A portuguesa participará num painel sobre como é “feita a reinvenção do modelo de negócio das seguradoras, que estão a atravessar atualmente um momento crítico, para se aproximarem dos seus consumidores com novos serviços e novos produtos”.

O percurso da empreendedora começou com formação académica na área médica entre Portugal e França, passou por investigação médica e distribuição de várias marcas internacionais em Angola. No currículo foi somando ainda experiências de ‘business intelligence’ com colaborações com a banca, consultoras e empresas de distribuição a “compreender o mercado” e a criar novos produtos para o mercado angolano.

Em 2017, foi num domingo de lazer que surgiu a ideia de avançar com a Keep Warranty, porque a avaria numa consola de jogos, comprada uns meses antes, impediu a tradicional tarde de jogos em família.

Sem recibo da garantia e da compra, a solução foi adquirir um aparelho novo, mas acabou por surgir a ideia para a aplicação para que as faturas estejam guardadas no telemóvel.

E assim, trabalhando na empresa que tem como foco as pessoas, a portuguesa encontra um paralelismo na sua carreira, porque também a medicina se concentra nos indivíduos e no seu bem-estar.

Depois de um ano no mercado, a equipa da aplicação concluiu que 70% da informação que os utilizadores guardavam na ‘app’ (aplicação) era relativa a produtos eletrónicos, o que “é uma oportunidade gigante para as seguradoras”.
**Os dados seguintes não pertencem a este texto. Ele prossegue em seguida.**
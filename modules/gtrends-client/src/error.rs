use thiserror::Error;

pub type Result<T> = std::result::Result<T, TrendsError>;

#[derive(Debug, Error)]
pub enum TrendsError {
    /// HTTP 429 from any endpoint. The only retryable condition.
    #[error("rate limit exceeded (429)")]
    RateLimited,

    #[error("network error: {0}")]
    Network(String),

    #[error("API error (status {status}): {message}")]
    Api { status: u16, message: String },

    #[error("parse error: {0}")]
    Parse(String),

    /// The explore response carried no widget of the expected kind.
    #[error("missing widget: {0}")]
    MissingWidget(String),
}

impl TrendsError {
    pub fn is_rate_limited(&self) -> bool {
        matches!(self, TrendsError::RateLimited)
    }
}

impl From<reqwest::Error> for TrendsError {
    fn from(err: reqwest::Error) -> Self {
        TrendsError::Network(err.to_string())
    }
}

impl From<serde_json::Error> for TrendsError {
    fn from(err: serde_json::Error) -> Self {
        TrendsError::Parse(err.to_string())
    }
}
use anyhow::Result;

/// Application configuration loaded from environment variables.
/// Contains only secrets and env-specific values; scenario seeds and the
/// service lookup table are compiled-in static configuration.
#[derive(Debug, Clone)]
pub struct AppConfig {
    // Database
    pub database_url: String,

    // News
    pub gnews_api_key: Option<String>,

    // Trend source locale
    pub trends_hl: String,
    pub trends_tz: i32,
    pub default_geo: String,

    // HTTP
    pub api_host: String,
    pub api_port: u16,
}

impl AppConfig {
    pub fn from_env() -> Result<Self> {
        dotenvy::dotenv().ok();

        let config = Self {
            database_url: std::env::var("DATABASE_URL")?,
            gnews_api_key: std::env::var("GNEWS_API_KEY")
                .ok()
                .filter(|k| !k.is_empty()),
            trends_hl: std::env::var("TRENDS_HL").unwrap_or_else(|_| "zh-TW".to_string()),
            trends_tz: std::env::var("TRENDS_TZ")
                .ok()
                .and_then(|v| v.parse().ok())
                .unwrap_or(-480),
            default_geo: std::env::var("DEFAULT_GEO").unwrap_or_else(|_| "TW".to_string()),
            api_host: std::env::var("API_HOST").unwrap_or_else(|_| "0.0.0.0".to_string()),
            api_port: std::env::var("API_PORT")
                .ok()
                .and_then(|v| v.parse().ok())
                .unwrap_or(8080),
        };

        config.log_keys();
        Ok(config)
    }

    fn log_keys(&self) {
        fn preview(val: &str) -> String {
            let n = val.len().min(5);
            format!("{}...({} chars)", &val[..n], val.len())
        }
        fn preview_opt(val: &Option<String>) -> String {
            match val {
                Some(v) if !v.is_empty() => preview(v),
                _ => "<not set>".to_string(),
            }
        }

        tracing::info!("Config loaded:");
        tracing::info!("  DATABASE_URL: {}", preview(&self.database_url));
        tracing::info!("  GNEWS_API_KEY: {}", preview_opt(&self.gnews_api_key));
        tracing::info!("  DEFAULT_GEO: {}", self.default_geo);
    }
}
“A Keep Warranty criou dentro da sua solução digital soluções que aproximam as seguradoras do seu consumidor, conseguem oferecer serviços personalizados, desenvolver outros potenciais de negócio e aumentar os lucros dos seus negócios e também a satisfação do cliente”, resumiu.

Questionada sobre os resultados da sua atividade, Romana Ibrahim indicou que a empresa já “ajudou 30 mil pessoas” e que os valores de faturação serão revelados depois de concluído o trabalho piloto com as seguradoras.

No primeiro semestre de 2019, o foco do trabalho é para Portugal, Espanha e Holanda, acrescentou a líder da equipa, que atualmente integra quatro pessoas, mas que deverá crescer.

Num mundo de negócios, em geral, “ainda de homens”, porque estes “começaram muito mais cedo”, o “papel da mulher na inovação tem de deixar de ser visto por quotas, mas pela capacidade que trazem” e em complementaridade.

Ao orgulho de ter fundado uma ‘startup’ em Portugal, Romana Ibrahim espera somar o “apoio às empresas portuguesas” para que as soluções sejam implementadas no país e não apenas no estrangeiro.

Romana Ibrahim notou à Lusa que a inovação e parcerias entre empresas portuguesas e as ‘startups’ “nem sempre é tão fácil de acontecer, é um processo que não é tão célere” como em outras geografias e “existe uma questão de educação das próprias empresas por trás”.

Face a este cenário, a empreendedora alerta que “aquilo que deve ser implementado hoje, se não for feito com rapidez, daqui a um trimestre ou a um semestre já não será inovação e não se traz mais-valias para o consumidor”.